O fogo estara a acalmar. Respiro bem fundo, e volto a molhar o palhiço.

Estava tudo mais calmo. As pessoas começavam a regressar às suas casas, e de repente a luz na rua acende-se. Cinzas por todo o lado, carros pretos pintados de branco, calçadas cinzentas com manchas pretas. As caras das pessoas, sujas com o suor, sujas com as cinzas, sujas com o medo, sujas com o terror que se acabara de viver.

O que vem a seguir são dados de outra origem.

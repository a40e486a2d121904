use chrono::{DateTime, Utc};
use serde::{Deserialize, Serialize};

use crate::error::{GeotrackError, Result};

/// GPS fix quality indicator as reported by a GGA sentence
#[derive(Debug, Clone, Copy, PartialEq, Eq, Serialize, Deserialize)]
pub enum FixQuality {
    /// Standard GPS fix
    Gps,
    /// Differential GPS fix
    Dgps,
    /// Precise positioning service
    Pps,
    /// Real-time kinematic, fixed integers
    RtkFixed,
    /// Real-time kinematic, float integers
    RtkFloat,
    /// Dead reckoning
    Estimated,
    /// Manual input mode
    Manual,
    /// Simulator mode
    Simulation,
}

impl FixQuality {
    /// Map the numeric GGA quality field. `0` (invalid) has no mapping.
    pub fn from_gga(code: u8) -> Option<Self> {
        match code {
            1 => Some(FixQuality::Gps),
            2 => Some(FixQuality::Dgps),
            3 => Some(FixQuality::Pps),
            4 => Some(FixQuality::RtkFixed),
            5 => Some(FixQuality::RtkFloat),
            6 => Some(FixQuality::Estimated),
            7 => Some(FixQuality::Manual),
            8 => Some(FixQuality::Simulation),
            _ => None,
        }
    }

    /// The numeric GGA code for this quality
    pub fn code(self) -> u8 {
        match self {
            FixQuality::Gps => 1,
            FixQuality::Dgps => 2,
            FixQuality::Pps => 3,
            FixQuality::RtkFixed => 4,
            FixQuality::RtkFloat => 5,
            FixQuality::Estimated => 6,
            FixQuality::Manual => 7,
            FixQuality::Simulation => 8,
        }
    }
}

/// A single resolved positioning sample
///
/// Coordinates are always finite and within range; use [`Fix::new`] to
/// construct one.
#[derive(Debug, Clone, PartialEq, Serialize, Deserialize)]
pub struct Fix {
    /// Latitude in degrees (-90 to +90)
    pub latitude: f64,

    /// Longitude in degrees (-180 to +180)
    pub longitude: f64,

    /// Altitude above mean sea level in meters
    pub altitude: Option<f64>,

    /// Speed over ground in meters per second
    pub speed: Option<f64>,

    /// Number of satellites used in the fix
    pub satellites: Option<u8>,

    /// Fix quality indicator
    pub quality: Option<FixQuality>,

    /// Wall-clock time at which the sample was captured
    pub captured_at: DateTime<Utc>,
}

impl Fix {
    /// Create a fix, validating the coordinate ranges
    pub fn new(latitude: f64, longitude: f64, captured_at: DateTime<Utc>) -> Result<Self> {
        if !is_valid_coordinate(latitude, longitude) {
            return Err(GeotrackError::InvalidCoordinate { latitude, longitude });
        }

        Ok(Self {
            latitude,
            longitude,
            altitude: None,
            speed: None,
            satellites: None,
            quality: None,
            captured_at,
        })
    }

    pub fn with_altitude(mut self, altitude: f64) -> Self {
        self.altitude = Some(altitude);
        self
    }

    pub fn with_speed(mut self, speed: f64) -> Self {
        self.speed = Some(speed);
        self
    }

    pub fn with_satellites(mut self, satellites: u8) -> Self {
        self.satellites = Some(satellites);
        self
    }

    pub fn with_quality(mut self, quality: FixQuality) -> Self {
        self.quality = Some(quality);
        self
    }
}

/// Check that a latitude/longitude pair is finite and in range
pub fn is_valid_coordinate(latitude: f64, longitude: f64) -> bool {
    latitude.is_finite()
        && longitude.is_finite()
        && (-90.0..=90.0).contains(&latitude)
        && (-180.0..=180.0).contains(&longitude)
}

Passavam vinte e cinco minutos das nove da noite, recebo uma mensagem. "Vou ter que ir para casa ajudar os meus pais." - fico super assustado e tento a ligar a todos os meus amigos dessa pequena aldeia. A rede de comunicações na minha aldeia estava lotada, a rede de comunicações da aldeia dos meus amigos estava lotada. Estava a instalar-se um caos ao qual eu não podia fazer nada. Assim como não pude fazer comigo. Estava um fumo enorme na rua, não podia correr o risco de ir ter com eles. Sem comunicações com ele. De coração tão nas mão como quando tivera sido comigo há poucas horas, recebo a seguinte mensagem: "Está um caos!". Zero comunicações até às onze e meia da noite. Estava tudo a voltar à calma. Em minha casa, tudo calmo. Em casa dos meus amigos, tudo a ficar calmo. Podia ir descansar minimamente. Continuavam tratores com cisternas estrada abaixo - estrada a cima.

Quando acordo estava um cheiro horrível na rua, e fui dar uma volta pela rua a pé. A minha visão naquele momento foi terrível, tudo ardido, um cheiro intenso a lenha ardida. E na aldeia dos meus amigos igual, tudo horrível. Cenários horríveis. Pequenos focos acesos. Não consigo ter um pensamento muito fluido do que acabei de viver, foi um stress que nunca senti na minha vida. Uma impotência que revolta imenso.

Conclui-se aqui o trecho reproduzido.